Regions with significant populations
- Bissau

Languages
- Portuguese

Religion
- Catholicism

Related ethnic groups
- Portuguese Angolans, Portuguese Mozambicans

= Portuguese Guineans =

People of Portuguese ancestry in Guinea-Bissau

Portuguese Guineans or Portuguese Bissau-Guineans are Bissau-Guineans of Portuguese descent.

Guinea was never a colony of mass settlement by the Portuguese Empire like Angola or Mozambique, but nonetheless maintained a settler community during its multi-century rule of the colony mainly consisting of merchants.
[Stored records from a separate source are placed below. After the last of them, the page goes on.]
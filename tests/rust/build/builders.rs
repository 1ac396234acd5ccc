//! Copyright © 2025-2026 Wenze Wei. All Rights Reserved.
//!
//! This file is part of Hdx.
//! The Hdx project belongs to the Dunimd project team.

use hdx::{HdBuilderTree, HdBuilderValue, HdDtype, HdReference, HdSpecDtype, HdValue};

#[test]
fn test_nested_groups_and_paths() {
    let mut tree = HdBuilderTree::new();
    let root = tree.new_group("root", Some("file.h5"));
    let acquisition = tree.add_group(root, "acquisition").unwrap();
    let series = tree
        .add_dataset(acquisition, "series", Some(HdValue::from(vec![1, 2, 3]).into()), None)
        .unwrap();

    assert_eq!(tree.path(series).unwrap(), "root/acquisition/series");
    assert_eq!(tree.lookup(root, "acquisition/series"), Some(series));
    assert_eq!(tree.lookup(root, "acquisition/missing"), None);
    assert_eq!(tree.root(series).unwrap(), root);
    assert_eq!(tree.get(acquisition).unwrap().source(), Some("file.h5"));
    assert_eq!(tree.groups(root), vec![acquisition]);
    assert_eq!(tree.datasets(acquisition), vec![series]);
}

#[test]
fn test_links_and_references() {
    let mut tree = HdBuilderTree::new();
    let root = tree.new_group("root", None);
    let target = tree.add_dataset(root, "data", Some(HdValue::from(vec![1.0, 2.0]).into()), None).unwrap();
    let processing = tree.add_group(root, "processing").unwrap();
    let link = tree.add_link(processing, "data_link", target).unwrap();

    assert!(tree.get(link).unwrap().is_link());
    assert_eq!(tree.get(link).unwrap().link_target(), Some(target));
    assert_eq!(tree.links(processing), vec![link]);

    tree.set_attribute(processing, "source_data", HdReference::Object(target)).unwrap();
    let value = tree.get(processing).unwrap().attribute("source_data").unwrap();
    assert_eq!(value, &HdBuilderValue::Reference(HdReference::Object(target)));
    assert_eq!(value.references()[0].target(), target);
}

#[test]
fn test_name_collision_between_kinds_fails() {
    let mut tree = HdBuilderTree::new();
    let root = tree.new_group("root", None);
    tree.add_group(root, "shared").unwrap();
    assert!(tree.add_dataset(root, "shared", None, None).is_err());
}

#[test]
fn test_dataset_data_is_write_once() {
    let mut tree = HdBuilderTree::new();
    let dataset = tree.new_dataset("values", None, None);
    tree.set_data(dataset, HdValue::from(vec![1, 2])).unwrap();
    assert!(tree.set_data(dataset, HdValue::from(vec![3])).is_err());

    tree.set_dtype(dataset, HdSpecDtype::Primitive(HdDtype::Int64)).unwrap();
    assert!(tree.set_dtype(dataset, HdSpecDtype::Primitive(HdDtype::Int32)).is_err());
    tree.set_maxshape(dataset, vec![None]).unwrap();
    tree.set_chunks(dataset, vec![1]).unwrap();
    let node = tree.get(dataset).unwrap();
    assert_eq!(node.maxshape(), Some(&vec![None]));
    assert_eq!(node.chunks(), Some(&[1usize][..]));
}

#[test]
fn test_emptiness_and_removal() {
    let mut tree = HdBuilderTree::new();
    let root = tree.new_group("root", None);
    let outer = tree.add_group(root, "outer").unwrap();
    let inner = tree.add_group(outer, "inner").unwrap();
    assert!(tree.is_empty_node(outer).unwrap());

    tree.set_attribute(inner, "note", HdValue::from("x")).unwrap();
    assert!(!tree.is_empty_node(outer).unwrap());

    tree.remove_subtree(outer).unwrap();
    assert_eq!(tree.get_child(root, "outer"), None);
    assert!(!tree.contains(inner));
    assert!(tree.is_empty_node(root).unwrap());
}

#[test]
fn test_written_flag() {
    let mut tree = HdBuilderTree::new();
    let root = tree.new_group("root", None);
    assert!(!tree.get(root).unwrap().written());
    tree.set_written(root, true).unwrap();
    assert!(tree.get(root).unwrap().written());
}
During the Guinea-Bissau War of Independence in the 1960s and 1970s, many of the permanent Portuguese population, which numbered around 3,000 in 1974, worked for the Companhia União Fabril chemical corporation, which had virtually controlled Portuguese Guinea by itself. Additionally, there were thousands of Portuguese military personnel stationed in the country at the time.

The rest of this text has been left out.